## DATA TO PROCESS
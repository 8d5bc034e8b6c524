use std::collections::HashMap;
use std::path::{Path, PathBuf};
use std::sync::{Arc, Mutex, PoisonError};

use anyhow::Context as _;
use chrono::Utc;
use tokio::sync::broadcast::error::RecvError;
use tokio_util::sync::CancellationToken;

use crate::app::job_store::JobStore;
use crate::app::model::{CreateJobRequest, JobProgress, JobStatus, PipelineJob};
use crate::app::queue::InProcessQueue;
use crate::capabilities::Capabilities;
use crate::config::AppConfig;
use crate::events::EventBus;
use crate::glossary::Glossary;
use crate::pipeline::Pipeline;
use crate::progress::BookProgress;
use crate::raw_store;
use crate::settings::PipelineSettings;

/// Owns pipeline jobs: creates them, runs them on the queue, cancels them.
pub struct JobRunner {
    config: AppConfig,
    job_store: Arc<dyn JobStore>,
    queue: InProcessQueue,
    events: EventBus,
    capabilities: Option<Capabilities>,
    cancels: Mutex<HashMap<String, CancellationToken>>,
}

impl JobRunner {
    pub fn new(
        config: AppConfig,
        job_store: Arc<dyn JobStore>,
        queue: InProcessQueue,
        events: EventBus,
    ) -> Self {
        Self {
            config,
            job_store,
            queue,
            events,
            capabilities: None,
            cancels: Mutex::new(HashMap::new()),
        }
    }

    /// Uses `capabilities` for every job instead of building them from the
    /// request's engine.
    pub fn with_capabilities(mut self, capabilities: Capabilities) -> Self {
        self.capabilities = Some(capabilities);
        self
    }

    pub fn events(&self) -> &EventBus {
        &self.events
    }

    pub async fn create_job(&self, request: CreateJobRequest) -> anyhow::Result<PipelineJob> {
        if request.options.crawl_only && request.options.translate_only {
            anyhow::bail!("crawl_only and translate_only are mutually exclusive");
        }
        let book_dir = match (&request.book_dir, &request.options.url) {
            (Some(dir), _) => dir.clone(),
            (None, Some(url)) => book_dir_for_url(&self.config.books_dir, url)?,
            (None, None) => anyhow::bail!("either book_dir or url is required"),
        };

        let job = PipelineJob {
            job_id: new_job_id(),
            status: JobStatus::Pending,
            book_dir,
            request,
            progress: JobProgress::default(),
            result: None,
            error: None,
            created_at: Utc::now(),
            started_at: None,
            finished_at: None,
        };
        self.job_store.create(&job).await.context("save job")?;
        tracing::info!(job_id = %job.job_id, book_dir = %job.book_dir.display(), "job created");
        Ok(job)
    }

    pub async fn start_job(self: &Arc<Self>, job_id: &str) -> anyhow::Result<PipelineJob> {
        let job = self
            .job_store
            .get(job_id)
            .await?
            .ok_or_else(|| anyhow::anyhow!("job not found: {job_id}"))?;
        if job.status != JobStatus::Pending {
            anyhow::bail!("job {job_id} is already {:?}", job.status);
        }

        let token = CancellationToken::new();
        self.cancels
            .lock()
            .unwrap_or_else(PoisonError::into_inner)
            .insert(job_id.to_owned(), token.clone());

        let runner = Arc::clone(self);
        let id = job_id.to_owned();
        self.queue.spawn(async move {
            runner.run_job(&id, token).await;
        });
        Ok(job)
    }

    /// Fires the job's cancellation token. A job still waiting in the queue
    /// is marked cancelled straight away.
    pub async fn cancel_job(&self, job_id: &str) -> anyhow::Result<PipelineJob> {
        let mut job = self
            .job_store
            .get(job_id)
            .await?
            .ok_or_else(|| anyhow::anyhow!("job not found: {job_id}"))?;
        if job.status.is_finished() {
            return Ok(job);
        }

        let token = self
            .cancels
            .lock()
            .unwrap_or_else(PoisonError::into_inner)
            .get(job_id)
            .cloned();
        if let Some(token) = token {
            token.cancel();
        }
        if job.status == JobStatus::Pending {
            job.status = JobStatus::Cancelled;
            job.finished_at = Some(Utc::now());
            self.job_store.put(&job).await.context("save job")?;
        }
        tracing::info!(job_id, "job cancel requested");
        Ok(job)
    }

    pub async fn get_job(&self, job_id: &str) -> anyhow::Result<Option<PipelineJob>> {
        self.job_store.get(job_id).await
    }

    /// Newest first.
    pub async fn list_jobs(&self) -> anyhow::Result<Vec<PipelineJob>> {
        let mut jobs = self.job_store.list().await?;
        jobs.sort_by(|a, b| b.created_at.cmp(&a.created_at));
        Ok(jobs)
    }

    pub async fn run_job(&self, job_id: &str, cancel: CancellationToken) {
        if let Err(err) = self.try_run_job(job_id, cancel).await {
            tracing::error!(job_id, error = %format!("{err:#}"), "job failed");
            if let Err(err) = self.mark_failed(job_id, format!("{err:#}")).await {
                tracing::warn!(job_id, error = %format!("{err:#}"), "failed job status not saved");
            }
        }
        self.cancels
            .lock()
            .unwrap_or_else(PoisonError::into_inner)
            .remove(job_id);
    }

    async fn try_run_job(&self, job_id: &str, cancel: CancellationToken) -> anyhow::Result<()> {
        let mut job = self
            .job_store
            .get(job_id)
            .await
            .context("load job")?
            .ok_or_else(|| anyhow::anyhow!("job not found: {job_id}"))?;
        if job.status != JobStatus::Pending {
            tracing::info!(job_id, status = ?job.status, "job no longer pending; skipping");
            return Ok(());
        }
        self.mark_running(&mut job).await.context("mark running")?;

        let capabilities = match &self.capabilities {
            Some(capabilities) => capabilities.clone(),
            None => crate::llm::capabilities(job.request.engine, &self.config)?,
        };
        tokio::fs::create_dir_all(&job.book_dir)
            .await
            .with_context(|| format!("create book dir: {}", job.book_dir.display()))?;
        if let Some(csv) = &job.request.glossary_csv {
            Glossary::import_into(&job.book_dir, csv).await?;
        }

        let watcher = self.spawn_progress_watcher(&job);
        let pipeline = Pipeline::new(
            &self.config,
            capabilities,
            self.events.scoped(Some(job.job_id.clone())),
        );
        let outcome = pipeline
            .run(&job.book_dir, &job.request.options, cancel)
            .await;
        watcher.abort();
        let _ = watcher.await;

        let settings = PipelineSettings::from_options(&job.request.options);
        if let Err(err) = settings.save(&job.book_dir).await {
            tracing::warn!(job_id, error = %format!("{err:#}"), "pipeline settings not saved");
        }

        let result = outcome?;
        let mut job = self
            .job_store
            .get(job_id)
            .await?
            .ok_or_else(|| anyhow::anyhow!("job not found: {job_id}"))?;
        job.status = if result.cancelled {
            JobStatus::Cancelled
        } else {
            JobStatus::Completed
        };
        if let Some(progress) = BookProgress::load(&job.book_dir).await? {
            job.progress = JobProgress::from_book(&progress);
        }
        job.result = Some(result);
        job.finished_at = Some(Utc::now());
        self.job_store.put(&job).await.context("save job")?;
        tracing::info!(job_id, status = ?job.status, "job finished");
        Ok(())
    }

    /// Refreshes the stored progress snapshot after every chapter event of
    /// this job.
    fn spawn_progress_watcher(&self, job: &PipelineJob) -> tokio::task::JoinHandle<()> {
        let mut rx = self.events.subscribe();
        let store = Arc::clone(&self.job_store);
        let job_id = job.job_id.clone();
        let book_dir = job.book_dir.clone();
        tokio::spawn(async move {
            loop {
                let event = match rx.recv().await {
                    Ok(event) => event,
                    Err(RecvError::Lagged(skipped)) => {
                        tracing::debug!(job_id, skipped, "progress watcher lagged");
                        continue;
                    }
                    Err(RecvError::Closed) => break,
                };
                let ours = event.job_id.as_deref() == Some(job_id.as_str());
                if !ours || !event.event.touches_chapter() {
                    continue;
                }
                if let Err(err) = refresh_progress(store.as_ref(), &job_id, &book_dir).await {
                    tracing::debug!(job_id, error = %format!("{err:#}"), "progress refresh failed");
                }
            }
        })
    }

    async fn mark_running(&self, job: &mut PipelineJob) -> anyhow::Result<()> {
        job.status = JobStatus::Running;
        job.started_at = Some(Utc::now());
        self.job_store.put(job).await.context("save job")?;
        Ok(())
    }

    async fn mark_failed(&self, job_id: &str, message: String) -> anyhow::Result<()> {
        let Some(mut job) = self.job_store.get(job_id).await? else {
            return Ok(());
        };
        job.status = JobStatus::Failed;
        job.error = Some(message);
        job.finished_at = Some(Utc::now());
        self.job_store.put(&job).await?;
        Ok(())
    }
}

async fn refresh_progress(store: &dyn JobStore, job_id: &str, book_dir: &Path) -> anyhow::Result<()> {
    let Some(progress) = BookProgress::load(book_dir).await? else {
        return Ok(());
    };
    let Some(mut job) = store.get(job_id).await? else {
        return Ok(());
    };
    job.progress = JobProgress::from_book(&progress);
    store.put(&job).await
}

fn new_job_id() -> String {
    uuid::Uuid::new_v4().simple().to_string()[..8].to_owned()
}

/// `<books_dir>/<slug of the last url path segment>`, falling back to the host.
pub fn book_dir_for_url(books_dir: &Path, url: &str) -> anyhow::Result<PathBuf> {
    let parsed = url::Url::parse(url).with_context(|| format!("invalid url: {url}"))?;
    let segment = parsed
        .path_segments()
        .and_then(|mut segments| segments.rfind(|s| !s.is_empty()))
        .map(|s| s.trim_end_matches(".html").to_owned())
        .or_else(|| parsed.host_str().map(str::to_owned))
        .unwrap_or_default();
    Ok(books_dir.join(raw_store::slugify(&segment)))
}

## EXERCISE DESCRIPTION
Each line in the material with "message" in it must be reported.

## TASK RESULT
    async fn mark_failed(&self, job_id: &str, message: String) -> anyhow::Result<()> {
        job.error = Some(message);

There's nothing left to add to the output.